**Assigned task**
When you reach the line with "filename crates/verdict-core/src/types/horizon.rs" in the data below, begin printing lines exactly, and stop once the line with "for this horizon." has been printed.

**Data records**
-=-=-

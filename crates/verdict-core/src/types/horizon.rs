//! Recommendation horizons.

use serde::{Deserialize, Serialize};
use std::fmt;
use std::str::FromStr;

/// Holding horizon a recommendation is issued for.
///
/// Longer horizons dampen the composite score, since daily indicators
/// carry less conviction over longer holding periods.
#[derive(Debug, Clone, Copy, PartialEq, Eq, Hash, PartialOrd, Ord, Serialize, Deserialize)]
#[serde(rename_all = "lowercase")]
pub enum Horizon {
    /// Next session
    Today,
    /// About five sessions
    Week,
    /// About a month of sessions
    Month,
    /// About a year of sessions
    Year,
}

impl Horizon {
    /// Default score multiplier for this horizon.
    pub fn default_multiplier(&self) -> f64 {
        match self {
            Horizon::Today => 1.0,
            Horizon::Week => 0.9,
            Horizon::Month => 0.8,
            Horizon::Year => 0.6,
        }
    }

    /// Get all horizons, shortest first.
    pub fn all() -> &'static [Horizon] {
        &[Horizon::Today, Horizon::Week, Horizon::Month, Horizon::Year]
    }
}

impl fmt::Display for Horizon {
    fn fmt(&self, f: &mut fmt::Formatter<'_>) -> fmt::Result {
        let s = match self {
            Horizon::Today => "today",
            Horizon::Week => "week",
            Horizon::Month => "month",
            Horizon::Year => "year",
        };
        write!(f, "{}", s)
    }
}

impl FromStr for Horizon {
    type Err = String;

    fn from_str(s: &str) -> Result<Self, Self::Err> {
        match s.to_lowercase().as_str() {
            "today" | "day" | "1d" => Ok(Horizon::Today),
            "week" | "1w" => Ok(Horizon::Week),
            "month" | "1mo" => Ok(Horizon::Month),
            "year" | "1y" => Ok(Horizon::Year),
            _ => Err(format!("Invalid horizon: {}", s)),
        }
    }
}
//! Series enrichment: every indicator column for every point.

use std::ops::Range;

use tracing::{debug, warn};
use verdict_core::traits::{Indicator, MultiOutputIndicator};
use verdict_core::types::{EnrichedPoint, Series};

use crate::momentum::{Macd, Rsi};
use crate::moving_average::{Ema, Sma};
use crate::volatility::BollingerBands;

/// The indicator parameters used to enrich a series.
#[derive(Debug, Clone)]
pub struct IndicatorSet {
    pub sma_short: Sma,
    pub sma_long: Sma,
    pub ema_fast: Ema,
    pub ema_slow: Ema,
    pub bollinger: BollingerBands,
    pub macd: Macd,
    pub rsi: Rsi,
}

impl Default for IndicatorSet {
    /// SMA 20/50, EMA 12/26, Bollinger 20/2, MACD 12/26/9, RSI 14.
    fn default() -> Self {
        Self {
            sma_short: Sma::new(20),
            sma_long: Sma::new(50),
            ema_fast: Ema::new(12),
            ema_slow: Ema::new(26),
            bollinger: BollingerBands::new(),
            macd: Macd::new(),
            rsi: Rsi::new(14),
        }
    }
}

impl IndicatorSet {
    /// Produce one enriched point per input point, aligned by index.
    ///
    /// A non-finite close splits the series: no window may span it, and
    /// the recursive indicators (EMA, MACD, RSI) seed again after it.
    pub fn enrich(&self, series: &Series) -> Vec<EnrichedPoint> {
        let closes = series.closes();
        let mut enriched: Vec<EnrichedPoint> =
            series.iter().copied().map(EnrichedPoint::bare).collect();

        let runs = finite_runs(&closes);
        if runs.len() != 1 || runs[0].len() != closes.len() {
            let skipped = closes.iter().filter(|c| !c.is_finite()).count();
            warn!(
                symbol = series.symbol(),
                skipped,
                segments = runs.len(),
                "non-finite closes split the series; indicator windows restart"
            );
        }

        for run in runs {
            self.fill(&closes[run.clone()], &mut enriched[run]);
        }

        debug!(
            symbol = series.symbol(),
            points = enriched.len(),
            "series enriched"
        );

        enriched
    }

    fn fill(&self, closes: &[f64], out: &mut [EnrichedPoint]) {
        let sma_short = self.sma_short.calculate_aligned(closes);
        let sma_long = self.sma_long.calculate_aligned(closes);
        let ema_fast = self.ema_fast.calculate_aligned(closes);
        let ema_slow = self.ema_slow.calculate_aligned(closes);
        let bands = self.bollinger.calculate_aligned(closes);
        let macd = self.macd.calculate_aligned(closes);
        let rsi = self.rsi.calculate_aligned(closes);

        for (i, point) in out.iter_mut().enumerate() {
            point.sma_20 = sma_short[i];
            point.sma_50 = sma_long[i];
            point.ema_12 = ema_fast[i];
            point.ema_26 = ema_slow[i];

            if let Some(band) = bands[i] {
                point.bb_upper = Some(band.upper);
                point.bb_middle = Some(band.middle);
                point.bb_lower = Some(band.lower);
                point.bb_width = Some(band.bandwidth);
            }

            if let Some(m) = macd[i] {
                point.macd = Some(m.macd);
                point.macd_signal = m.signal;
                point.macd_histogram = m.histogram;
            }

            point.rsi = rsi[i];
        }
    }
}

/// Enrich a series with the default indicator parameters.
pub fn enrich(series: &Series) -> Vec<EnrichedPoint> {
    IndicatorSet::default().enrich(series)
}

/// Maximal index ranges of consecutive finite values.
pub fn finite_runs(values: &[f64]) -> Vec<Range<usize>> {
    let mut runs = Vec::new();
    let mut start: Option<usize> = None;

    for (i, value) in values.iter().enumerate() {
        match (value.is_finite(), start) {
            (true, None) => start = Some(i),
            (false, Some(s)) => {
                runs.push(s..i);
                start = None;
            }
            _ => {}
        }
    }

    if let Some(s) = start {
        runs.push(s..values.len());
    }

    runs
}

-=-=-

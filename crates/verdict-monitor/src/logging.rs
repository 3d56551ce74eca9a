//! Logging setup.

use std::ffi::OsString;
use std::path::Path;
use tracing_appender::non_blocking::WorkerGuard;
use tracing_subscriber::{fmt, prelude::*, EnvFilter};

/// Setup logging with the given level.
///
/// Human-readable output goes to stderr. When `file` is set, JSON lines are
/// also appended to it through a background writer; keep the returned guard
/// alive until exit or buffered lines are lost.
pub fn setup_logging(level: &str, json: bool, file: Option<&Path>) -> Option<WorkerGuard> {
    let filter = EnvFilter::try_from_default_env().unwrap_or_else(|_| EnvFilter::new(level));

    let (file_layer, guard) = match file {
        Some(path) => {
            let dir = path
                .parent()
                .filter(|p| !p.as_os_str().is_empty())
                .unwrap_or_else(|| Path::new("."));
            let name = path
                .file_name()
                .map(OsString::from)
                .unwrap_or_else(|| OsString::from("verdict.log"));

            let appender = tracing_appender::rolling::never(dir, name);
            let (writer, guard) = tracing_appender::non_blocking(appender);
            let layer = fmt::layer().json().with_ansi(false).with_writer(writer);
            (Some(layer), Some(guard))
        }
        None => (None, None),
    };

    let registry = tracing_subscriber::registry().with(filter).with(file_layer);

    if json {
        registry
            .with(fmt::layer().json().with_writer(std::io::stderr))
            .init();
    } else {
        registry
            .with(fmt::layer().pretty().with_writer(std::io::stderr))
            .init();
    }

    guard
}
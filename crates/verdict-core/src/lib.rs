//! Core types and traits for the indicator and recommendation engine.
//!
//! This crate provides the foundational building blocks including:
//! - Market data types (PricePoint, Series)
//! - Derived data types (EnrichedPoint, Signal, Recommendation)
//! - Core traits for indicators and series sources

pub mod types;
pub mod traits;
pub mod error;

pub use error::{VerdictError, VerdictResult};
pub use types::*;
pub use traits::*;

-=-=-

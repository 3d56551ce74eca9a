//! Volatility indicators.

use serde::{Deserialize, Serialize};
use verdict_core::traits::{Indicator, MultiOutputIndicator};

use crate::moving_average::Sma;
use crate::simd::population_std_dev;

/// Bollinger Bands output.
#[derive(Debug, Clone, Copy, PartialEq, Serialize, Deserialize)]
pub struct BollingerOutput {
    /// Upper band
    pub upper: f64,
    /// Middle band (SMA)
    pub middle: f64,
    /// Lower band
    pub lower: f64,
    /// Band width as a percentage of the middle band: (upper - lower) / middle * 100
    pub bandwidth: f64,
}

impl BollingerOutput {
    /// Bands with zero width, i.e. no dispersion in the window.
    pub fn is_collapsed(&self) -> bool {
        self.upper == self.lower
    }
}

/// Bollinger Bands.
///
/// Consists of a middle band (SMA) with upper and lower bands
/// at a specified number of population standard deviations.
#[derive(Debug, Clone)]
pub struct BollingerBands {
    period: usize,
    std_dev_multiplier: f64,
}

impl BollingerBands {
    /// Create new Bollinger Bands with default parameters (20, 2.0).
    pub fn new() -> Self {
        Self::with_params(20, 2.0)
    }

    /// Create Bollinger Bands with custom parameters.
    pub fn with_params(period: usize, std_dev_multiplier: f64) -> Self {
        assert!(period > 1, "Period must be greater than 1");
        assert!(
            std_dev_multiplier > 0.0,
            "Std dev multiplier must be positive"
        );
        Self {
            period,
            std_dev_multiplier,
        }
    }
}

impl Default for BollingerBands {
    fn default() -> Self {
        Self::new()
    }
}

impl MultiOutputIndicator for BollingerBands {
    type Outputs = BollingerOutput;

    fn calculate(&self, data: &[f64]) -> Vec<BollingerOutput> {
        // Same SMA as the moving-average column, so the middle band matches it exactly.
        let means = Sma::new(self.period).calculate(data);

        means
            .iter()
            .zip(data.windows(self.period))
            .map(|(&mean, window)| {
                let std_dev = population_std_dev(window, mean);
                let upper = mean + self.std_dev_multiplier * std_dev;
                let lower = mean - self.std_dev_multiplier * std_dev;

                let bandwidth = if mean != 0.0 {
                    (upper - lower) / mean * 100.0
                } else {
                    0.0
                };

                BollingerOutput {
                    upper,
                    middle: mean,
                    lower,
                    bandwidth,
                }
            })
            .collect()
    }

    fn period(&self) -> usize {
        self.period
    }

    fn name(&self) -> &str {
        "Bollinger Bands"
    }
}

-=-=-

**Result for this exercise**
filename crates/verdict-core/src/types/horizon.rs
//! Recommendation horizons.

use serde::{Deserialize, Serialize};
use std::fmt;
use std::str::FromStr;

/// Holding horizon a recommendation is issued for.
///
/// Longer horizons dampen the composite score, since daily indicators
/// carry less conviction over longer holding periods.
#[derive(Debug, Clone, Copy, PartialEq, Eq, Hash, PartialOrd, Ord, Serialize, Deserialize)]
#[serde(rename_all = "lowercase")]
pub enum Horizon {
    /// Next session
    Today,
    /// About five sessions
    Week,
    /// About a month of sessions
    Month,
    /// About a year of sessions
    Year,
}

impl Horizon {
    /// Default score multiplier for this horizon.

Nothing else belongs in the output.